Reinhold, saisi d’un tremblement impossible à réprimer, se cacha derrière le fauteuil de Petite.

Le conciliant Van-Praët s’interposa encore une fois.

— La paix ! dit-il, la paix ! Nous sommes à Paris, mon cher camarade, et, à Paris, on n’a pas besoin d’armes à feu pour se faire rendre justice.

— J’aime à ne compter que sur moi, répondit le Madgyar ; que cet homme parle sur-le-champ, ou je lui casse la tête !…

Il avait armé un de ses pistolets, et son regard disait que sa menace n’était point vaine.

Avec lui, on ne pouvait compter ni sur la prudence ni sur la crainte. Quel que fût le danger à courir, ce qu’il voulait faire, il le faisait.

L’excès du péril délia la langue du chevalier. Au moment où il vit le Madgyar repousser rudement Van-Praët, qui tâchait encore de le contenir, il se souleva sur ses jarrets chancelants.

Son regard épouvanté fit le tour de la chambre, cherchant un aide ou un asile.

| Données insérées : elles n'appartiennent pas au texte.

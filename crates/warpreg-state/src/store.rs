//! StateStore — redb-backed worker persistence.
//!
//! Worker records are JSON-serialized into redb's `&[u8]` value column,
//! keyed by worker id. The store supports both on-disk and in-memory
//! backends (the latter for testing).

use std::path::Path;
use std::sync::Arc;

use redb::{Database, ReadableDatabase, ReadableTable};
use tracing::debug;

use crate::error::{StateError, StateResult};
use crate::tables::WORKERS;
use crate::types::WorkerRecord;
use crate::{WorkerStore, epoch_secs};

/// Convert any `Display` error into a `StateError` variant via a closure factory.
macro_rules! map_err {
    ($variant:ident) => {
        |e| StateError::$variant(e.to_string())
    };
}

/// Thread-safe worker store backed by redb.
#[derive(Clone)]
pub struct StateStore {
    db: Arc<Database>,
}

impl StateStore {
    /// Open (or create) a persistent store at the given path.
    pub fn open(path: &Path) -> StateResult<Self> {
        let db = Database::create(path).map_err(map_err!(Open))?;
        let store = Self { db: Arc::new(db) };
        store.ensure_unique_index()?;
        debug!(?path, "worker store opened");
        Ok(store)
    }

    /// Create an ephemeral in-memory store (for testing).
    pub fn open_in_memory() -> StateResult<Self> {
        let backend = redb::backends::InMemoryBackend::new();
        let db = Database::builder()
            .create_with_backend(backend)
            .map_err(map_err!(Open))?;
        let store = Self { db: Arc::new(db) };
        store.ensure_unique_index()?;
        debug!("in-memory worker store opened");
        Ok(store)
    }

    /// Read-modify-write a single record inside one write transaction.
    fn modify_worker<F>(&self, id: &str, apply: F) -> StateResult<()>
    where
        F: FnOnce(&mut WorkerRecord),
    {
        let txn = self.db.begin_write().map_err(map_err!(Transaction))?;
        {
            let mut table = txn.open_table(WORKERS).map_err(map_err!(Table))?;
            let current = match table.get(id).map_err(map_err!(Read))? {
                Some(guard) => guard.value().to_vec(),
                None => return Err(StateError::NotFound(id.to_string())),
            };
            let mut record: WorkerRecord =
                serde_json::from_slice(&current).map_err(map_err!(Deserialize))?;
            apply(&mut record);
            let value = serde_json::to_vec(&record).map_err(map_err!(Serialize))?;
            table
                .insert(id, value.as_slice())
                .map_err(map_err!(Write))?;
        }
        txn.commit().map_err(map_err!(Transaction))?;
        Ok(())
    }
}

impl WorkerStore for StateStore {
    fn ensure_unique_index(&self) -> StateResult<()> {
        let txn = self.db.begin_write().map_err(map_err!(Transaction))?;
        // Opening a table in a write transaction creates it if absent.
        txn.open_table(WORKERS).map_err(map_err!(Table))?;
        txn.commit().map_err(map_err!(Transaction))?;
        Ok(())
    }

    fn insert_worker(&self, record: &WorkerRecord) -> StateResult<()> {
        let value = serde_json::to_vec(record).map_err(map_err!(Serialize))?;
        let txn = self.db.begin_write().map_err(map_err!(Transaction))?;
        {
            let mut table = txn.open_table(WORKERS).map_err(map_err!(Table))?;
            let exists = table
                .get(record.id.as_str())
                .map_err(map_err!(Read))?
                .is_some();
            if exists {
                return Err(StateError::DuplicateKey(record.id.clone()));
            }
            table
                .insert(record.id.as_str(), value.as_slice())
                .map_err(map_err!(Write))?;
        }
        txn.commit().map_err(map_err!(Transaction))?;
        debug!(id = %record.id, "worker inserted");
        Ok(())
    }

    fn update_worker_health(&self, id: &str, is_healthy: bool) -> StateResult<()> {
        let now = epoch_secs();
        self.modify_worker(id, |record| {
            record.is_healthy = is_healthy;
            record.last_health_check = now;
        })?;
        debug!(%id, is_healthy, "worker health updated");
        Ok(())
    }

    fn update_worker(&self, record: &WorkerRecord) -> StateResult<()> {
        self.modify_worker(&record.id, |stored| *stored = record.clone())?;
        debug!(id = %record.id, "worker updated");
        Ok(())
    }

    fn delete_worker(&self, id: &str) -> StateResult<bool> {
        let txn = self.db.begin_write().map_err(map_err!(Transaction))?;
        let existed;
        {
            let mut table = txn.open_table(WORKERS).map_err(map_err!(Table))?;
            existed = table.remove(id).map_err(map_err!(Write))?.is_some();
        }
        txn.commit().map_err(map_err!(Transaction))?;
        debug!(%id, existed, "worker deleted");
        Ok(existed)
    }

    fn get_worker(&self, id: &str) -> StateResult<Option<WorkerRecord>> {
        let txn = self.db.begin_read().map_err(map_err!(Transaction))?;
        let table = txn.open_table(WORKERS).map_err(map_err!(Table))?;
        match table.get(id).map_err(map_err!(Read))? {
            Some(guard) => {
                let record: WorkerRecord =
                    serde_json::from_slice(guard.value()).map_err(map_err!(Deserialize))?;
                Ok(Some(record))
            }
            None => Ok(None),
        }
    }

    fn list_workers(&self) -> StateResult<Vec<WorkerRecord>> {
        let txn = self.db.begin_read().map_err(map_err!(Transaction))?;
        let table = txn.open_table(WORKERS).map_err(map_err!(Table))?;
        let mut results = Vec::new();
        for entry in table.iter().map_err(map_err!(Read))? {
            let (_, value) = entry.map_err(map_err!(Read))?;
            let record: WorkerRecord =
                serde_json::from_slice(value.value()).map_err(map_err!(Deserialize))?;
            results.push(record);
        }
        debug!(count = results.len(), "workers listed");
        Ok(results)
    }
}
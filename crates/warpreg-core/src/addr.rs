//! Network-address helpers.
//!
//! Workers are stored as a host plus port pair, but callers refer to them
//! as `host:port` strings or full URLs. These helpers convert between the
//! forms, bracketing IPv6 literals the same way `SocketAddr` does.

use std::sync::LazyLock;

use regex::Regex;
use thiserror::Error;

static URL_CHARSET: LazyLock<Regex> = LazyLock::new(|| {
    Regex::new(r"^(http|https)://[a-zA-Z0-9\-._~:/?#\[\]@!$&'()*+,;=%]+$")
        .expect("static url regex")
});

/// Errors produced while parsing a worker address.
#[derive(Debug, Error, PartialEq, Eq)]
pub enum AddrError {
    #[error("address is empty")]
    Empty,

    #[error("missing port in address: {0}")]
    MissingPort(String),

    #[error("invalid port in address: {0}")]
    InvalidPort(String),

    #[error("missing host in address: {0}")]
    MissingHost(String),
}

/// Join a host and port into `host:port`, bracketing IPv6 hosts.
pub fn join_host_port(host: &str, port: u16) -> String {
    if host.contains(':') && !host.starts_with('[') {
        format!("[{host}]:{port}")
    } else {
        format!("{host}:{port}")
    }
}

/// Build the base HTTP URL for a worker.
pub fn url_from_host_port(host: &str, port: u16) -> String {
    format!("http://{}", join_host_port(host, port))
}

/// Split an address into host and port.
///
/// Accepts `host:port`, `[v6]:port`, or a URL such as
/// `http://host:port/path`. The scheme and any path are ignored.
pub fn split_host_port(raw: &str) -> Result<(String, u16), AddrError> {
    let raw = raw.trim();
    if raw.is_empty() {
        return Err(AddrError::Empty);
    }

    let without_scheme = match raw.split_once("://") {
        Some((_, rest)) => rest,
        None => raw,
    };
    let authority = without_scheme
        .split(['/', '?', '#'])
        .next()
        .unwrap_or_default();
    // Drop userinfo if present.
    let authority = authority.rsplit_once('@').map_or(authority, |(_, a)| a);

    let (host, port) = if let Some(rest) = authority.strip_prefix('[') {
        let (host, tail) = rest
            .split_once(']')
            .ok_or_else(|| AddrError::MissingPort(raw.to_string()))?;
        let port = tail
            .strip_prefix(':')
            .ok_or_else(|| AddrError::MissingPort(raw.to_string()))?;
        (host, port)
    } else {
        authority
            .rsplit_once(':')
            .ok_or_else(|| AddrError::MissingPort(raw.to_string()))?
    };

    if host.is_empty() {
        return Err(AddrError::MissingHost(raw.to_string()));
    }
    let port: u16 = port
        .parse()
        .map_err(|_| AddrError::InvalidPort(raw.to_string()))?;

    Ok((host.to_string(), port))
}

/// Check that a string is a plausible `http`/`https` URL with a host.
pub fn is_valid_url(raw: &str) -> bool {
    let Some((scheme, rest)) = raw.split_once("://") else {
        return false;
    };
    if scheme != "http" && scheme != "https" {
        return false;
    }
    let host = rest.split(['/', '?', '#']).next().unwrap_or_default();
    if host.is_empty() {
        return false;
    }
    URL_CHARSET.is_match(raw)
}
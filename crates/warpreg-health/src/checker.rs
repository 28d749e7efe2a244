//! Worker liveness probe.
//!
//! Issues an authenticated `GET` against a worker's health endpoint over
//! a fresh HTTP/1 connection and reduces the outcome to a [`ProbeResult`].

use std::future::Future;
use std::pin::Pin;
use std::time::Duration;

use tracing::debug;

/// Header carrying the shared secret on every probe.
pub const API_KEY_HEADER: &str = "x-api-key";

/// Result of a single health probe.
#[derive(Debug, Clone, Copy, PartialEq, Eq)]
pub enum ProbeResult {
    /// The health endpoint answered exactly 200.
    Healthy,
    /// The health endpoint answered with any other status.
    Unhealthy,
    /// The probe could not be executed (connection error or timeout).
    Failed,
}

impl ProbeResult {
    pub fn is_healthy(self) -> bool {
        self == ProbeResult::Healthy
    }
}

pub type BoxFuture<'a, T> = Pin<Box<dyn Future<Output = T> + Send + 'a>>;

/// Something that can check whether a worker at `host:port` is alive.
///
/// The registry holds probers as `Arc<dyn Prober>`, which lets tests swap
/// the HTTP implementation for a scripted one.
pub trait Prober: Send + Sync {
    fn probe<'a>(&'a self, address: &'a str) -> BoxFuture<'a, ProbeResult>;
}

/// Probes `GET http://{address}{path}` with the `X-API-Key` header.
#[derive(Debug, Clone)]
pub struct HttpProber {
    path: String,
    api_key: String,
    timeout: Duration,
}

impl HttpProber {
    pub fn new(path: &str, api_key: &str, timeout: Duration) -> Self {
        Self {
            path: path.to_string(),
            api_key: api_key.to_string(),
            timeout,
        }
    }

    /// Build a prober from the registry config (endpoint, key, timeout).
    pub fn from_config(config: &warpreg_core::RegistryConfig) -> Self {
        Self::new(
            &config.health.endpoint,
            &config.server.api_key,
            config.health.timeout(),
        )
    }

    pub fn timeout(&self) -> Duration {
        self.timeout
    }
}

impl Prober for HttpProber {
    fn probe<'a>(&'a self, address: &'a str) -> BoxFuture<'a, ProbeResult> {
        Box::pin(http_probe(address, &self.path, &self.api_key, self.timeout))
    }
}

/// Perform one authenticated HTTP health probe against `address`.
///
/// Returns `Healthy` only for status 200, `Unhealthy` for any other
/// status, and `Failed` if the connection fails or the timeout elapses.
pub async fn http_probe(
    address: &str,
    path: &str,
    api_key: &str,
    timeout: Duration,
) -> ProbeResult {
    let uri = format!("http://{address}{path}");

    let result = tokio::time::timeout(timeout, async {
        let stream = match tokio::net::TcpStream::connect(address).await {
            Ok(s) => s,
            Err(e) => {
                debug!(error = %e, %uri, "health probe connection failed");
                return ProbeResult::Failed;
            }
        };

        let io = hyper_util::rt::TokioIo::new(stream);
        let (mut sender, conn) = match hyper::client::conn::http1::handshake(io).await {
            Ok(pair) => pair,
            Err(e) => {
                debug!(error = %e, %uri, "health probe handshake failed");
                return ProbeResult::Failed;
            }
        };

        // Drive the connection in the background.
        tokio::spawn(async move {
            let _ = conn.await;
        });

        let req = match http::Request::builder()
            .method("GET")
            .uri(path)
            .header("host", address)
            .header("user-agent", "warpreg-health/0.1")
            .header(API_KEY_HEADER, api_key)
            .body(http_body_util::Empty::<bytes::Bytes>::new())
        {
            Ok(req) => req,
            Err(e) => {
                debug!(error = %e, %uri, "health probe request invalid");
                return ProbeResult::Failed;
            }
        };

        match sender.send_request(req).await {
            Ok(resp) if resp.status() == http::StatusCode::OK => ProbeResult::Healthy,
            Ok(resp) => {
                debug!(status = %resp.status(), %uri, "health probe non-200");
                ProbeResult::Unhealthy
            }
            Err(e) => {
                debug!(error = %e, %uri, "health probe request failed");
                ProbeResult::Failed
            }
        }
    })
    .await;

    match result {
        Ok(probe) => probe,
        Err(_) => {
            debug!(%uri, "health probe timed out");
            ProbeResult::Failed
        }
    }
}
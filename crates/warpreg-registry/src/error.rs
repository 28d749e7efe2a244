//! Error types for registry operations.

use thiserror::Error;

use warpreg_state::StateError;

pub type RegistryResult<T> = Result<T, RegistryError>;

#[derive(Debug, Error)]
pub enum RegistryError {
    /// Empty ids, ids with surrounding whitespace and ids containing
    /// control characters are rejected.
    #[error("invalid worker id {0:?}")]
    InvalidIdentity(String),

    #[error("invalid worker address: {0}")]
    InvalidAddress(String),

    /// Only surfaced at startup; steady-state store failures are logged.
    #[error("store error: {0}")]
    Store(#[from] StateError),
}

impl RegistryError {
    /// True for errors caused by caller input rather than the registry.
    pub fn is_validation(&self) -> bool {
        matches!(
            self,
            RegistryError::InvalidIdentity(_) | RegistryError::InvalidAddress(_)
        )
    }
}
//! warpreg-api — HTTP interface to the worker registry.
//!
//! # Routes
//!
//! | Method | Path | Description |
//! |---|---|---|
//! | GET | `/healthcheck` | Registry liveness |
//! | POST | `/register` | Register or refresh a worker |
//! | GET | `/worker/health?address=host:port` | Health of one worker |
//! | GET | `/workers/healthy` | Routable `host:port` list |
//! | GET | `/workers/{id}` | Worker record |
//! | DELETE | `/workers/{id}` | Remove a worker |
//! | POST | `/workers/check` | Run a health sweep now |
//! | GET | `/metrics` | Prometheus exposition (no auth) |
//!
//! Every route except `/metrics` requires the shared secret in `X-API-Key`.

pub mod handlers;
pub mod middleware;

use std::sync::Arc;

use axum::Router;
use axum::routing::{get, post};

use warpreg_metrics::RegistryMetrics;
use warpreg_registry::Registry;

/// Shared state for API handlers.
#[derive(Clone)]
pub struct ApiState {
    pub registry: Registry,
    pub metrics: Arc<RegistryMetrics>,
    pub api_key: Arc<str>,
}

impl ApiState {
    /// Serve `registry`, reporting into the registry's own metrics collector.
    pub fn new(registry: Registry, api_key: &str) -> Self {
        let metrics = Arc::clone(registry.metrics());
        Self {
            registry,
            metrics,
            api_key: Arc::from(api_key),
        }
    }
}

/// Build the complete API router.
pub fn build_router(state: ApiState) -> Router {
    let protected = Router::new()
        .route("/healthcheck", get(handlers::healthcheck))
        .route("/register", post(handlers::register))
        .route("/worker/health", get(handlers::worker_health))
        .route("/workers/healthy", get(handlers::healthy_workers))
        .route("/workers/check", post(handlers::check_workers))
        .route(
            "/workers/{id}",
            get(handlers::get_worker).delete(handlers::remove_worker),
        )
        .route_layer(axum::middleware::from_fn_with_state(
            state.clone(),
            middleware::require_api_key,
        ));

    Router::new()
        .merge(protected)
        .route("/metrics", get(handlers::prometheus_metrics))
        .layer(axum::middleware::from_fn_with_state(
            state.clone(),
            middleware::track_requests,
        ))
        .layer(axum::middleware::from_fn(middleware::add_request_id))
        .with_state(state)
}
//! Deterministic prober for tests and local dry runs.
//!
//! Each address can be given a queue of results that is replayed in
//! order; once the queue is empty the address falls back to its pinned
//! result, or to the prober-wide default.

use std::collections::{HashMap, VecDeque};
use std::sync::Mutex;
use std::time::Duration;

use crate::checker::{BoxFuture, ProbeResult, Prober};

#[derive(Debug)]
pub struct ScriptedProber {
    default: ProbeResult,
    queued: Mutex<HashMap<String, VecDeque<ProbeResult>>>,
    pinned: Mutex<HashMap<String, ProbeResult>>,
    calls: Mutex<HashMap<String, u32>>,
    delay: Duration,
}

impl ScriptedProber {
    /// Every unscripted address answers `default`.
    pub fn new(default: ProbeResult) -> Self {
        Self {
            default,
            queued: Mutex::new(HashMap::new()),
            pinned: Mutex::new(HashMap::new()),
            calls: Mutex::new(HashMap::new()),
            delay: Duration::ZERO,
        }
    }

    /// Hold every answer back for `delay`, like a slow network would.
    pub fn with_delay(mut self, delay: Duration) -> Self {
        self.delay = delay;
        self
    }

    /// Queue results for `address`, replayed one per probe.
    pub fn script(&self, address: &str, results: &[ProbeResult]) {
        let mut queued = self.queued.lock().expect("scripted prober lock");
        queued
            .entry(address.to_string())
            .or_default()
            .extend(results.iter().copied());
    }

    /// Answer `result` for `address` whenever its queue is empty.
    pub fn pin(&self, address: &str, result: ProbeResult) {
        let mut pinned = self.pinned.lock().expect("scripted prober lock");
        pinned.insert(address.to_string(), result);
    }

    /// Probes issued against `address` so far.
    pub fn calls(&self, address: &str) -> u32 {
        let calls = self.calls.lock().expect("scripted prober lock");
        calls.get(address).copied().unwrap_or(0)
    }

    fn next_result(&self, address: &str) -> ProbeResult {
        *self
            .calls
            .lock()
            .expect("scripted prober lock")
            .entry(address.to_string())
            .or_default() += 1;

        let queued = self
            .queued
            .lock()
            .expect("scripted prober lock")
            .get_mut(address)
            .and_then(VecDeque::pop_front);
        if let Some(result) = queued {
            return result;
        }
        let pinned = self.pinned.lock().expect("scripted prober lock");
        pinned.get(address).copied().unwrap_or(self.default)
    }
}

impl Prober for ScriptedProber {
    fn probe<'a>(&'a self, address: &'a str) -> BoxFuture<'a, ProbeResult> {
        let result = self.next_result(address);
        let delay = self.delay;
        Box::pin(async move {
            if !delay.is_zero() {
                tokio::time::sleep(delay).await;
            }
            result
        })
    }
}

Mais il n’y avait point de secours à espérer : Abel de Geldberg, pâle et immobile, crispait ses doigts sur les bras de son fauteuil ; Mira tenait toujours ses yeux baissés ; il ne voyait même pas la menace suspendue au-dessus de la tête du chevalier.

Quant à madame de Laurens, elle s’était renversée, nonchalante et gracieuse, sur le dossier de son siège ; elle attachait sur le Madgyar un regard où il y avait de la curiosité et cet effroi mêlé de charme qui prend les spectateurs d’un drame, au moment où l’acteur en scène court un grand danger imaginaire, où il y avait peut-être encore autre chose, car la figure du Madgyar était en ce moment magnifique de colère sauvage et d’orgueil indompté.

— Sur mon honneur ! balbutia Reinhold d’une voix étouffée, je n’ai pas reçu vos traites, seigneur Yanos…

— Tu mens ! s’écria celui-ci, qui leva son pistolet.

Petite fit un geste de la main ; ce n’était pas une prière en faveur du chevalier, c’était seulement un signe indiquant qu’elle voulait prendre la parole.